━━ Stored data ━━

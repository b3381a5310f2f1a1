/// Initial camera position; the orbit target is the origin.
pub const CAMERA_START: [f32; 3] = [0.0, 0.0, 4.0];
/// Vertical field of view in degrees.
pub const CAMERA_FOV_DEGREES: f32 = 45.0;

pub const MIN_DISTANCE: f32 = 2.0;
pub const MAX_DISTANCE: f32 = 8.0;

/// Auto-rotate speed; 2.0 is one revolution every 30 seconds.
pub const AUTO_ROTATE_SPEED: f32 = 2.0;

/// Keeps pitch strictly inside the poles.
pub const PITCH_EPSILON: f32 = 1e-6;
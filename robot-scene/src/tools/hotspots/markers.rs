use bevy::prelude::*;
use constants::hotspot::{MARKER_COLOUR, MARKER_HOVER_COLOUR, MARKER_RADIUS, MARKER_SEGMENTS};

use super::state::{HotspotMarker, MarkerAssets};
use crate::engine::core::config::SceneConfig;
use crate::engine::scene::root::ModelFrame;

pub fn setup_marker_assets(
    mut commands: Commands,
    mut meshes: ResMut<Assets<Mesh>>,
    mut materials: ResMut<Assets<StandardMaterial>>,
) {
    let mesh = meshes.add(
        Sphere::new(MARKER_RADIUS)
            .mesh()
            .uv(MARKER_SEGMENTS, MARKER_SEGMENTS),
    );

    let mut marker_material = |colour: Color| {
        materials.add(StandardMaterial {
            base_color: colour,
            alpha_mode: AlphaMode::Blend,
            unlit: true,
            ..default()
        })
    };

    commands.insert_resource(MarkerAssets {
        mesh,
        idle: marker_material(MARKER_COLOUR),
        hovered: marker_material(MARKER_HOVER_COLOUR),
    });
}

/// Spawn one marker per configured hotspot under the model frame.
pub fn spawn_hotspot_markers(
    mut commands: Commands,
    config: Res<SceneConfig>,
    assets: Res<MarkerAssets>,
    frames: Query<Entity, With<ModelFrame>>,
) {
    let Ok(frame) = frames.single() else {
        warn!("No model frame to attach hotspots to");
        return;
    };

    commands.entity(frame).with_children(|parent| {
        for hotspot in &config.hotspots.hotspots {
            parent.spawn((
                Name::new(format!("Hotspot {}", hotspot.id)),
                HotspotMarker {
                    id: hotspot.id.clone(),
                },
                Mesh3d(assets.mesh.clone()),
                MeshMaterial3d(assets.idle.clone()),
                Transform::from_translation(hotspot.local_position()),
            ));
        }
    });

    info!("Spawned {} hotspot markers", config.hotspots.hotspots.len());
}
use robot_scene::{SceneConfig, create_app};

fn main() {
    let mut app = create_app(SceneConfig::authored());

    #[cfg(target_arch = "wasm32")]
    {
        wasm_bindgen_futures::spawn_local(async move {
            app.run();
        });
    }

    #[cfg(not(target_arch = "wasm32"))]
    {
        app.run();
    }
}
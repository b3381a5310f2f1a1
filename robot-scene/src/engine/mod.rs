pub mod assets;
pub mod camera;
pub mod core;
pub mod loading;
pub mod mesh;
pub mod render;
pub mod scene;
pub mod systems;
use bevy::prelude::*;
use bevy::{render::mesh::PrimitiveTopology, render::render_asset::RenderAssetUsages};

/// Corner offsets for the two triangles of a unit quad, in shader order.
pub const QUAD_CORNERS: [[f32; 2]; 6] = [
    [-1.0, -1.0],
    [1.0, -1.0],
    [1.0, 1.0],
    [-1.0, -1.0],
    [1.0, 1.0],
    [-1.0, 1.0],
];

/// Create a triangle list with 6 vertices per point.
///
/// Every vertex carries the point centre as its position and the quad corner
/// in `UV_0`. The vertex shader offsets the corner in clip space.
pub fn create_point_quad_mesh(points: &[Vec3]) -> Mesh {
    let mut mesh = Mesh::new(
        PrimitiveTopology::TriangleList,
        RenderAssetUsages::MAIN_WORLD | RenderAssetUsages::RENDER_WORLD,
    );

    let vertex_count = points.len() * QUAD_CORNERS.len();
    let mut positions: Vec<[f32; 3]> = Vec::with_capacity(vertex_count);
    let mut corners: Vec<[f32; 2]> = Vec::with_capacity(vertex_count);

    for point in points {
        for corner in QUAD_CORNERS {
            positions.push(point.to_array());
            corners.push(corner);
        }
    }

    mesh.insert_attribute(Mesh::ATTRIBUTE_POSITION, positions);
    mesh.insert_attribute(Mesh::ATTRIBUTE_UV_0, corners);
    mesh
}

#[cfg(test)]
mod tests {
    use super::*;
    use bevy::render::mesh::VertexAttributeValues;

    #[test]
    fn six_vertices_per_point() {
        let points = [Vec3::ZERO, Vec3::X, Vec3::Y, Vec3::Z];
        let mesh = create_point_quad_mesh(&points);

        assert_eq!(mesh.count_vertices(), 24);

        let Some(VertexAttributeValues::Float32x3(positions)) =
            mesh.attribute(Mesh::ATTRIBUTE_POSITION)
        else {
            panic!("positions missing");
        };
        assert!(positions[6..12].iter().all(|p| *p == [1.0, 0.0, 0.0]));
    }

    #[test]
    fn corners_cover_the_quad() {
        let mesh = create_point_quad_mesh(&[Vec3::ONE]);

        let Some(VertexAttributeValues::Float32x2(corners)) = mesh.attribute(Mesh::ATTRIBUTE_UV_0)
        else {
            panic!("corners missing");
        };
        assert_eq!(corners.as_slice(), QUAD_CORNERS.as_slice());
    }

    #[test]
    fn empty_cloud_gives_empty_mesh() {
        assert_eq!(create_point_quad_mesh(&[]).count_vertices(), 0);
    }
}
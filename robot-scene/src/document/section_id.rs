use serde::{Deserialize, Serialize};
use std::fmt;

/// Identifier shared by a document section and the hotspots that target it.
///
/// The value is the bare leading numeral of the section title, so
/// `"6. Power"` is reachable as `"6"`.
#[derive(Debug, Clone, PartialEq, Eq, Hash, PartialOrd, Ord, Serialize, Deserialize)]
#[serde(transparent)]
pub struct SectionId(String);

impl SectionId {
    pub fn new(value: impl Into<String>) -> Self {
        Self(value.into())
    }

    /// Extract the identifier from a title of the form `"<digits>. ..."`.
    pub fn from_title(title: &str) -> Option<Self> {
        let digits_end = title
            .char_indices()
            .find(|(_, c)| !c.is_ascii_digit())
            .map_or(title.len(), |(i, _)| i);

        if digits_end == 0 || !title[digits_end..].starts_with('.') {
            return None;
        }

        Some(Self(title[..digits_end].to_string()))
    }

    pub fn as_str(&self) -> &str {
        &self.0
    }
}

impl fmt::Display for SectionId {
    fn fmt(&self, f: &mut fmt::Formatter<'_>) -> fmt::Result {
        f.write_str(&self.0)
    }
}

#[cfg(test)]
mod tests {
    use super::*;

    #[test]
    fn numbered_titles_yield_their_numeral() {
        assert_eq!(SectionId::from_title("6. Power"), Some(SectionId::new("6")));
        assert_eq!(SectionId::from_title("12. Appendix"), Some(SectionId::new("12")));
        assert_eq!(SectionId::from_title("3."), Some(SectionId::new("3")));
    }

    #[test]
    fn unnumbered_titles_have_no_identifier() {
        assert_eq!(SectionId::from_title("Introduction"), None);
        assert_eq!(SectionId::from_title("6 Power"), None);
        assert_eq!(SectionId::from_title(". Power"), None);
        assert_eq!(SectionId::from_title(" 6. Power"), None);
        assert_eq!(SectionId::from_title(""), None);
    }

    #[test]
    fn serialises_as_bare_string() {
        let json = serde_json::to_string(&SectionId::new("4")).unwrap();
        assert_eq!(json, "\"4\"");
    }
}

━━━
━━ Stored data ━━

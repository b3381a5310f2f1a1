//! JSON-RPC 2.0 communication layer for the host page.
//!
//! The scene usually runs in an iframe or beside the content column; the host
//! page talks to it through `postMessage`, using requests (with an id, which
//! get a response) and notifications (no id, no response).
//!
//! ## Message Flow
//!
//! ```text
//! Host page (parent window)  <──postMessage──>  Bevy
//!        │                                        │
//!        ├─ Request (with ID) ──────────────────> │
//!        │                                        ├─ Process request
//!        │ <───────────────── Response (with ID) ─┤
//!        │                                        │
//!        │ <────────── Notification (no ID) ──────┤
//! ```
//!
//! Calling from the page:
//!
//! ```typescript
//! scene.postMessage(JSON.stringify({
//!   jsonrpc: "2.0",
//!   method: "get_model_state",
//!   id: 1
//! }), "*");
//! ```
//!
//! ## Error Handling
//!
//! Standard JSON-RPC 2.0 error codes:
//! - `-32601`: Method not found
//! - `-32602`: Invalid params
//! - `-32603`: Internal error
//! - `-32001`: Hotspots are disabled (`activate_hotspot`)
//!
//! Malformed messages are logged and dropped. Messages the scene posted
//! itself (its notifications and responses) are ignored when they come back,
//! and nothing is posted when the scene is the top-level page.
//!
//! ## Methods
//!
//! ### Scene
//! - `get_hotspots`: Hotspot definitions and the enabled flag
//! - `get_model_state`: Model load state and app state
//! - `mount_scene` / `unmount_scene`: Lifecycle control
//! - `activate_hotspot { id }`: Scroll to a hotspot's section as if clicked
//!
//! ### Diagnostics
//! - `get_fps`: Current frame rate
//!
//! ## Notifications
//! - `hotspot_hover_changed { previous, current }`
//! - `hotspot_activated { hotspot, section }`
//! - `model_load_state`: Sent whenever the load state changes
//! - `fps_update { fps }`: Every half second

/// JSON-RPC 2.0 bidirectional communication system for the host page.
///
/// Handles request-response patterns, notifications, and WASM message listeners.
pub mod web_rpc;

━━━

• [Your objective]:
Restate word for word the entries above, starting at the line with "pub mod loading;" and ending at the line with "pub const QUAD_CORNERS: [[f32;", inclusive, and no others.

• [Result]:
pub mod loading;
pub mod mesh;
pub mod render;
pub mod scene;
pub mod systems;
use bevy::prelude::*;
use bevy::{render::mesh::PrimitiveTopology, render::render_asset::RenderAssetUsages};

/// Corner offsets for the two triangles of a unit quad, in shader order.
pub const QUAD_CORNERS: [[f32; 2]; 6] = [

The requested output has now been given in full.